— RECORDS TO USE —

use axum::{
    Json, Router,
    extract::{Path, State},
    routing::get,
};
use platform_api::{ApiError, ApiResult, Message, deleted_ack, updated_ack};
use platform_db::employees::{self, EmployeeDraft, EmployeeFilter, PopulatedEmployee};
use tracing::{info, instrument};

use super::parse_id;
use crate::http::AppState;

pub fn router() -> Router<AppState> {
    Router::new()
        .route("/", get(list).post(create))
        .route("/random", get(random))
        .route("/{id}", get(get_by_id).put(update_by_id).delete(delete_by_id))
}

#[instrument(name = "employees.list", skip_all)]
async fn list(State(state): State<AppState>) -> ApiResult<Json<Vec<PopulatedEmployee>>> {
    let all = employees::find_populated(&state.pool, &EmployeeFilter::all()).await?;
    Ok(Json(all))
}

#[instrument(name = "employees.random", skip_all)]
async fn random(State(state): State<AppState>) -> ApiResult<Json<PopulatedEmployee>> {
    let picked = employees::random(&state.pool)
        .await?
        .ok_or_else(ApiError::not_found)?;
    Ok(Json(employees::populate(&state.pool, picked).await?))
}

#[instrument(name = "employees.get", skip(state))]
async fn get_by_id(
    State(state): State<AppState>,
    Path(id): Path<String>,
) -> ApiResult<Json<PopulatedEmployee>> {
    let id = parse_id(&id).ok_or_else(ApiError::not_found)?;
    employees::find_by_id_populated(&state.pool, id)
        .await?
        .map(Json)
        .ok_or_else(ApiError::not_found)
}

#[instrument(name = "employees.create", skip_all)]
async fn create(
    State(state): State<AppState>,
    Json(draft): Json<EmployeeDraft>,
) -> ApiResult<Json<Message>> {
    let fields = draft.validate()?;
    let created = employees::insert(&state.pool, fields).await?;
    info!(id = %created.id, "employee created");
    Ok(Json(Message::ok()))
}

#[instrument(name = "employees.update", skip(state, draft))]
async fn update_by_id(
    State(state): State<AppState>,
    Path(id): Path<String>,
    Json(draft): Json<EmployeeDraft>,
) -> ApiResult<Json<Message>> {
    let id = parse_id(&id).ok_or_else(ApiError::not_found_for_write)?;
    if employees::find_by_id(&state.pool, id).await?.is_none() {
        return Err(ApiError::not_found_for_write());
    }
    let fields = draft.validate()?;
    employees::replace(&state.pool, id, fields).await?;
    let all = employees::find_populated(&state.pool, &EmployeeFilter::all()).await?;
    Ok(Json(updated_ack(&all)?))
}

#[instrument(name = "employees.delete", skip(state))]
async fn delete_by_id(
    State(state): State<AppState>,
    Path(id): Path<String>,
) -> ApiResult<Json<Message>> {
    let id = parse_id(&id).ok_or_else(ApiError::not_found_for_write)?;
    let Some(deleted) = employees::find_by_id_populated(&state.pool, id).await? else {
        return Err(ApiError::not_found_for_write());
    };
    employees::remove(&state.pool, deleted.employee.clone()).await?;
    info!(%id, "employee deleted");
    let remaining = employees::find_populated(&state.pool, &EmployeeFilter::all()).await?;
    Ok(Json(deleted_ack(&deleted, &remaining)?))
}

#[cfg(test)]
mod tests {
    use axum::{
        body::Body,
        http::{Request, StatusCode},
    };
    use entity::DepartmentRef;
    use platform_db::{
        departments::{self, NewDepartment},
        employees::{self, EmployeeFilter, NewEmployee},
    };
    use serde_json::json;
    use tower::ServiceExt;
    use uuid::Uuid;

    use crate::test_support::{body_json, json_request, test_app};

    #[tokio::test]
    async fn create_and_read_back_with_populated_department() {
        let (app, pool) = test_app().await;
        let dep = departments::insert(&pool, NewDepartment::new("Research"))
            .await
            .unwrap();
        let response = app
            .clone()
            .oneshot(json_request(
                "POST",
                "/employees",
                json!({"firstName": "Ada", "lastName": "Lovelace", "department": dep.id}),
            ))
            .await
            .unwrap();
        assert_eq!(response.status(), StatusCode::OK);
        assert_eq!(body_json(response).await, json!({"message": "OK"}));

        let stored = employees::find_one(&pool, &EmployeeFilter::all().first_name("Ada"))
            .await
            .unwrap()
            .unwrap();
        assert_eq!(stored.department_ref(), Some(DepartmentRef::ById(dep.id)));

        let response = app
            .oneshot(
                Request::get(format!("/employees/{}", stored.id))
                    .body(Body::empty())
                    .unwrap(),
            )
            .await
            .unwrap();
        assert_eq!(response.status(), StatusCode::OK);
        assert_eq!(
            body_json(response).await,
            json!({
                "id": stored.id,
                "firstName": "Ada",
                "lastName": "Lovelace",
                "department": {"id": dep.id, "name": "Research"},
            })
        );
    }

    #[tokio::test]
    async fn create_reports_each_bad_field() {
        let (app, pool) = test_app().await;
        let response = app
            .oneshot(json_request(
                "POST",
                "/employees",
                json!({"firstName": [], "lastName": "Wilson", "department": {}}),
            ))
            .await
            .unwrap();
        assert_eq!(response.status(), StatusCode::BAD_REQUEST);
        let body = body_json(response).await;
        let fields: Vec<&str> = body["errors"]
            .as_array()
            .unwrap()
            .iter()
            .map(|err| err["field"].as_str().unwrap())
            .collect();
        assert_eq!(fields, vec!["firstName", "department"]);
        assert_eq!(employees::count(&pool).await.unwrap(), 0);
    }

    #[tokio::test]
    async fn list_keeps_orphans_and_free_text() {
        let (app, pool) = test_app().await;
        let orphan_ref = Uuid::new_v4();
        employees::insert(&pool, NewEmployee::new("Grace", "Hopper", orphan_ref))
            .await
            .unwrap();
        employees::insert(
            &pool,
            NewEmployee::new("Alan", "Turing", DepartmentRef::ByName("Codebreaking".into())),
        )
        .await
        .unwrap();

        let response = app
            .oneshot(Request::get("/employees").body(Body::empty()).unwrap())
            .await
            .unwrap();
        let body = body_json(response).await;
        let list = body.as_array().unwrap();
        assert_eq!(list.len(), 2);
        let department_of = |first: &str| {
            list.iter()
                .find(|emp| emp["firstName"] == first)
                .map(|emp| emp["department"].clone())
                .unwrap()
        };
        assert_eq!(department_of("Grace"), json!(orphan_ref));
        assert_eq!(department_of("Alan"), json!("Codebreaking"));
    }

    #[tokio::test]
    async fn update_and_delete_follow_department_contract() {
        let (app, pool) = test_app().await;
        let emp = employees::insert(
            &pool,
            NewEmployee::new("Jon", "Snow", DepartmentRef::ByName("Watch".into())),
        )
        .await
        .unwrap();
        let uri = format!("/employees/{}", emp.id);

        let response = app
            .clone()
            .oneshot(json_request(
                "PUT",
                &uri,
                json!({"firstName": "Jonathan", "lastName": "Wilson", "department": "Sales"}),
            ))
            .await
            .unwrap();
        assert_eq!(response.status(), StatusCode::OK);
        let body = body_json(response).await;
        assert!(body["message"].as_str().unwrap().starts_with("OK updated dataBase:"));
        let stored = employees::find_by_id(&pool, emp.id).await.unwrap().unwrap();
        assert_eq!(stored.first_name, "Jonathan");
        assert_eq!(stored.department_name.as_deref(), Some("Sales"));

        let response = app
            .clone()
            .oneshot(Request::delete(uri.as_str()).body(Body::empty()).unwrap())
            .await
            .unwrap();
        assert_eq!(response.status(), StatusCode::OK);
        let body = body_json(response).await;
        assert!(body["message"].as_str().unwrap().starts_with("OK deleted element"));

        for method in ["GET", "PUT", "DELETE"] {
            let response = app
                .clone()
                .oneshot(json_request(
                    method,
                    &uri,
                    json!({"firstName": "a", "lastName": "b", "department": "c"}),
                ))
                .await
                .unwrap();
            assert_eq!(response.status(), StatusCode::NOT_FOUND, "{method}");
        }
    }

    #[tokio::test]
    async fn random_on_empty_collection_is_not_found() {
        let (app, _pool) = test_app().await;
        let response = app
            .oneshot(Request::get("/employees/random").body(Body::empty()).unwrap())
            .await
            .unwrap();
        assert_eq!(response.status(), StatusCode::NOT_FOUND);
        assert_eq!(body_json(response).await, json!({"message": "Not found"}));
    }
}
use std::sync::Arc;

use axum::{
    Json,
    http::StatusCode,
    response::{IntoResponse, Response},
};
use platform_db::{DbError, ValidationErrors};
use serde::Serialize;
use thiserror::Error;

/// Shared handler result type.
pub type ApiResult<T> = Result<T, ApiError>;

/// Body of a lookup that matched nothing.
pub const NOT_FOUND: &str = "Not found";
/// Body of a mutation whose target does not exist.
pub const NOT_FOUND_FOR_WRITE: &str = "Not found...";

const INTERNAL_MESSAGE: &str = "internal server error";
const VALIDATION_MESSAGE: &str = "validation failed";

#[derive(Debug, Error, Clone)]
pub enum ApiError {
    #[error("{0}")]
    NotFound(&'static str),
    #[error(transparent)]
    Validation(ValidationErrors),
    #[error("internal server error")]
    Internal(Arc<anyhow::Error>),
}

impl ApiError {
    pub fn not_found() -> Self {
        Self::NotFound(NOT_FOUND)
    }

    pub fn not_found_for_write() -> Self {
        Self::NotFound(NOT_FOUND_FOR_WRITE)
    }

    pub fn internal(err: anyhow::Error) -> Self {
        Self::Internal(Arc::new(err))
    }

    pub fn status(&self) -> StatusCode {
        match self {
            ApiError::NotFound(_) => StatusCode::NOT_FOUND,
            ApiError::Validation(_) => StatusCode::BAD_REQUEST,
            ApiError::Internal(_) => StatusCode::INTERNAL_SERVER_ERROR,
        }
    }
}

impl From<anyhow::Error> for ApiError {
    fn from(value: anyhow::Error) -> Self {
        Self::internal(value)
    }
}

impl From<DbError> for ApiError {
    fn from(value: DbError) -> Self {
        match value {
            DbError::Validation(errors) => Self::Validation(errors),
            other => Self::internal(other.into()),
        }
    }
}

impl From<ValidationErrors> for ApiError {
    fn from(value: ValidationErrors) -> Self {
        Self::Validation(value)
    }
}

/// `{"message": ...}`, the shape of every acknowledgement and error body.
#[derive(Clone, Debug, PartialEq, Eq, Serialize)]
pub struct Message {
    pub message: String,
}

impl Message {
    pub fn new(message: impl Into<String>) -> Self {
        Self {
            message: message.into(),
        }
    }

    pub fn ok() -> Self {
        Self::new("OK")
    }
}

#[derive(Serialize)]
struct ValidationBody<'a> {
    message: &'static str,
    errors: &'a ValidationErrors,
}

impl IntoResponse for ApiError {
    fn into_response(self) -> Response {
        let status = self.status();
        match self {
            ApiError::NotFound(message) => (status, Json(Message::new(message))).into_response(),
            ApiError::Validation(errors) => {
                tracing::debug!(%errors, "rejected input");
                let body = ValidationBody {
                    message: VALIDATION_MESSAGE,
                    errors: &errors,
                };
                (status, Json(body)).into_response()
            }
            ApiError::Internal(err) => {
                tracing::error!(error = ?err, "request failed");
                (status, Json(Message::new(INTERNAL_MESSAGE))).into_response()
            }
        }
    }
}

/// `"OK updated dataBase:<records>"`.
pub fn updated_ack<T: Serialize>(records: &[T]) -> ApiResult<Message> {
    let snapshot = serde_json::to_string(records).map_err(|err| ApiError::internal(err.into()))?;
    Ok(Message::new(format!("OK updated dataBase:{snapshot}")))
}

/// `"OK deleted element<record>updated dataBase:<records>"`.
pub fn deleted_ack<T: Serialize>(deleted: &T, remaining: &[T]) -> ApiResult<Message> {
    let deleted = serde_json::to_string(deleted).map_err(|err| ApiError::internal(err.into()))?;
    let snapshot =
        serde_json::to_string(remaining).map_err(|err| ApiError::internal(err.into()))?;
    Ok(Message::new(format!(
        "OK deleted element{deleted}updated dataBase:{snapshot}"
    )))
}
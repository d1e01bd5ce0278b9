use sea_orm::entity::prelude::*;
use serde::{Deserialize, Serialize};

#[derive(Clone, Debug, PartialEq, Eq, DeriveEntityModel, Serialize, Deserialize)]
#[sea_orm(table_name = "departments")]
pub struct Model {
    #[sea_orm(primary_key, auto_increment = false)]
    pub id: Uuid,
    pub name: String,
}

#[derive(Copy, Clone, Debug, EnumIter, DeriveRelation)]
pub enum Relation {
    #[sea_orm(has_many = "super::employee::Entity")]
    Employee,
}

impl Related<super::employee::Entity> for Entity {
    fn to() -> RelationDef {
        Relation::Employee.def()
    }
}

impl ActiveModelBehavior for ActiveModel {}
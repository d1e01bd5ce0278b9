pub use sea_orm_migration::prelude::*;

mod m20240101_000001_create_departments;
mod m20240101_000002_create_employees;

pub struct Migrator;

#[async_trait::async_trait]
impl MigratorTrait for Migrator {
    fn migrations() -> Vec<Box<dyn MigrationTrait>> {
        vec![
            Box::new(m20240101_000001_create_departments::Migration),
            Box::new(m20240101_000002_create_employees::Migration),
        ]
    }
}

#[cfg(test)]
mod tests {
    use super::*;
    use sea_orm_migration::sea_orm::{ConnectOptions, Database};

    #[tokio::test]
    async fn migrations_apply_and_roll_back_on_sqlite() {
        let mut options = ConnectOptions::new("sqlite::memory:");
        options.max_connections(1);
        let db = Database::connect(options).await.unwrap();

        Migrator::up(&db, None).await.unwrap();
        assert!(Migrator::get_pending_migrations(&db).await.unwrap().is_empty());
        let manager = SchemaManager::new(&db);
        assert!(manager.has_table("departments").await.unwrap());
        assert!(manager.has_table("employees").await.unwrap());

        Migrator::down(&db, None).await.unwrap();
        assert!(!manager.has_table("employees").await.unwrap());
    }
}
//! Database primitives and the model layer for departments and employees.

use std::time::Duration;

use rand::Rng;
use sea_orm::{ConnectOptions, ConnectionTrait, Database, DatabaseConnection, DbErr};
use serde::Deserialize;
use thiserror::Error;

pub mod departments;
pub mod employees;
pub mod validation;

pub use validation::{FieldError, FieldErrorKind, ValidationErrors};

/// Shared connection pool alias.
pub type DbPool = DatabaseConnection;

#[derive(Debug, Error)]
pub enum DbError {
    #[error("database url missing")]
    MissingUrl,
    #[error(transparent)]
    Validation(#[from] ValidationErrors),
    #[error("store error: {0}")]
    Store(#[from] DbErr),
}

pub type DbResult<T> = Result<T, DbError>;

const DEFAULT_DATABASE_URL: &str = "sqlite://company.db?mode=rwc";
const MEMORY_DATABASE_URL: &str = "sqlite::memory:";
// Recycling or reaping the only connection would drop the in-memory database
// with it.
const MEMORY_CONNECTION_LIFETIME: Duration = Duration::from_secs(60 * 60 * 24 * 365);

/// Environment-driven connection settings.
#[derive(Clone, Debug, Deserialize)]
pub struct DatabaseSettings {
    #[serde(default = "default_url")]
    pub url: String,
    #[serde(default = "default_max_connections")]
    pub max_connections: u32,
    #[serde(default)]
    pub sql_logging: bool,
}

fn default_url() -> String {
    DEFAULT_DATABASE_URL.to_string()
}

fn default_max_connections() -> u32 {
    10
}

impl Default for DatabaseSettings {
    fn default() -> Self {
        Self {
            url: default_url(),
            max_connections: default_max_connections(),
            sql_logging: false,
        }
    }
}

impl DatabaseSettings {
    pub fn from_env() -> Self {
        let mut settings = Self::default();
        if let Ok(url) = std::env::var("DATABASE_URL") {
            settings.url = url;
        }
        if let Some(max) = std::env::var("DB_MAX_CONNECTIONS")
            .ok()
            .and_then(|raw| raw.trim().parse::<u32>().ok())
        {
            settings.max_connections = max;
        }
        settings.sql_logging = std::env::var("DB_SQL_LOGGING")
            .ok()
            .map(|val| matches!(val.to_lowercase().as_str(), "1" | "true" | "yes"))
            .unwrap_or(false);
        settings
    }

    /// A private SQLite database that lives as long as the pool. Every
    /// connection to `sqlite::memory:` opens a fresh database, so the pool is
    /// pinned to one connection.
    pub fn in_memory() -> Self {
        Self {
            url: MEMORY_DATABASE_URL.to_string(),
            max_connections: 1,
            sql_logging: false,
        }
    }

    pub fn is_in_memory(&self) -> bool {
        self.url.contains(":memory:")
    }
}

pub async fn connect(settings: &DatabaseSettings) -> DbResult<DbPool> {
    if settings.url.trim().is_empty() {
        return Err(DbError::MissingUrl);
    }
    let pool = Database::connect(connect_options(settings)).await?;
    tracing::debug!(backend = ?pool.get_database_backend(), "database connected");
    Ok(pool)
}

fn connect_options(settings: &DatabaseSettings) -> ConnectOptions {
    let mut options = ConnectOptions::new(settings.url.clone());
    options
        .max_connections(settings.max_connections.max(1))
        .connect_timeout(Duration::from_secs(8))
        .sqlx_logging(settings.sql_logging);
    if settings.is_in_memory() {
        options
            .max_connections(1)
            .min_connections(1)
            .idle_timeout(MEMORY_CONNECTION_LIFETIME)
            .max_lifetime(MEMORY_CONNECTION_LIFETIME);
    }
    options
}

/// Picks a uniformly random offset in `[0, count)`, or `None` when there is
/// nothing to pick from.
pub(crate) fn random_offset(count: u64) -> Option<u64> {
    if count == 0 {
        return None;
    }
    Some(rand::thread_rng().gen_range(0..count))
}
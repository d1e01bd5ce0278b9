use anyhow::{Result, anyhow};
use once_cell::sync::OnceCell;
use opentelemetry::trace::TracerProvider;
use opentelemetry_otlp::{Protocol, SpanExporter, WithExportConfig};
use opentelemetry_sdk::{self as sdk, Resource};
use tracing_subscriber::{EnvFilter, Layer, layer::SubscriberExt, util::SubscriberInitExt};

static INIT: OnceCell<()> = OnceCell::new();

const DEFAULT_FILTER: &str = "info,tower_http=warn,sqlx=warn";

#[derive(Clone, Copy, Debug, Default, PartialEq, Eq)]
pub enum LogFormat {
    #[default]
    Text,
    Json,
}

impl LogFormat {
    fn parse(raw: &str) -> Self {
        match raw.trim().to_ascii_lowercase().as_str() {
            "json" => Self::Json,
            _ => Self::Text,
        }
    }
}

/// Configuration for tracing initialization.
#[derive(Clone, Debug)]
pub struct ObsConfig {
    pub service_name: &'static str,
    pub env_filter: Option<String>,
    pub format: LogFormat,
    pub otlp_endpoint: Option<String>,
}

impl Default for ObsConfig {
    fn default() -> Self {
        Self {
            service_name: "company-api",
            env_filter: None,
            format: LogFormat::Text,
            otlp_endpoint: None,
        }
    }
}

impl ObsConfig {
    /// Reads `RUST_LOG`, `LOG_FORMAT` and `OTLP_ENDPOINT`.
    pub fn from_env() -> Self {
        Self {
            env_filter: std::env::var("RUST_LOG").ok(),
            format: std::env::var("LOG_FORMAT")
                .map(|raw| LogFormat::parse(&raw))
                .unwrap_or_default(),
            otlp_endpoint: std::env::var("OTLP_ENDPOINT")
                .ok()
                .filter(|endpoint| !endpoint.trim().is_empty()),
            ..Self::default()
        }
    }

    fn filter(&self) -> Result<EnvFilter> {
        let directives = self.env_filter.as_deref().unwrap_or(DEFAULT_FILTER);
        Ok(EnvFilter::try_new(directives)?)
    }
}

/// Install tracing subscribers with optional OTLP exporter. Later calls are
/// no-ops.
pub fn init_tracing(config: ObsConfig) -> Result<()> {
    if INIT.get().is_some() {
        return Ok(());
    }

    let env_filter = config.filter()?;
    let fmt_layer = match config.format {
        LogFormat::Text => tracing_subscriber::fmt::layer().with_target(false).boxed(),
        LogFormat::Json => tracing_subscriber::fmt::layer()
            .json()
            .with_current_span(true)
            .boxed(),
    };
    let registry = tracing_subscriber::registry()
        .with(env_filter)
        .with(fmt_layer);

    if let Some(endpoint) = config.otlp_endpoint {
        let exporter = SpanExporter::builder()
            .with_http()
            .with_protocol(Protocol::HttpBinary)
            .with_endpoint(endpoint)
            .build()?;

        let resource = Resource::builder()
            .with_service_name(config.service_name)
            .build();

        let provider = sdk::trace::SdkTracerProvider::builder()
            .with_resource(resource)
            .with_batch_exporter(exporter)
            .build();
        let tracer = provider.tracer(config.service_name);

        registry
            .with(tracing_opentelemetry::layer().with_tracer(tracer))
            .try_init()?;
    } else {
        registry.try_init()?;
    }

    INIT.set(())
        .map_err(|_| anyhow!("tracing already initialized"))?;
    Ok(())
}
use sea_orm_migration::prelude::*;

#[derive(DeriveIden)]
enum Employees {
    Table,
    Id,
    FirstName,
    LastName,
    DepartmentId,
    DepartmentName,
}

#[derive(DeriveMigrationName)]
pub struct Migration;

// department_id carries no foreign key: employees may outlive their department.
#[async_trait::async_trait]
impl MigrationTrait for Migration {
    async fn up(&self, manager: &SchemaManager) -> Result<(), DbErr> {
        manager
            .create_table(
                Table::create()
                    .table(Employees::Table)
                    .if_not_exists()
                    .col(
                        ColumnDef::new(Employees::Id)
                            .uuid()
                            .not_null()
                            .primary_key(),
                    )
                    .col(ColumnDef::new(Employees::FirstName).string().not_null())
                    .col(ColumnDef::new(Employees::LastName).string().not_null())
                    .col(ColumnDef::new(Employees::DepartmentId).uuid().null())
                    .col(ColumnDef::new(Employees::DepartmentName).string().null())
                    .to_owned(),
            )
            .await?;

        manager
            .create_index(
                Index::create()
                    .name("idx_employees_department_id")
                    .table(Employees::Table)
                    .col(Employees::DepartmentId)
                    .if_not_exists()
                    .to_owned(),
            )
            .await?;

        manager
            .create_index(
                Index::create()
                    .name("idx_employees_first_name")
                    .table(Employees::Table)
                    .col(Employees::FirstName)
                    .if_not_exists()
                    .to_owned(),
            )
            .await
    }

    async fn down(&self, manager: &SchemaManager) -> Result<(), DbErr> {
        manager
            .drop_table(Table::drop().table(Employees::Table).if_exists().to_owned())
            .await
    }
}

— TASK TO CARRY OUT —
Extract every line of the records above that contains the word "LogFormat".

— ANSWER FOR THE TASK —
pub enum LogFormat {
impl LogFormat {
    pub format: LogFormat,
            format: LogFormat::Text,
                .map(|raw| LogFormat::parse(&raw))
        LogFormat::Text => tracing_subscriber::fmt::layer().with_target(false).boxed(),
        LogFormat::Json => tracing_subscriber::fmt::layer()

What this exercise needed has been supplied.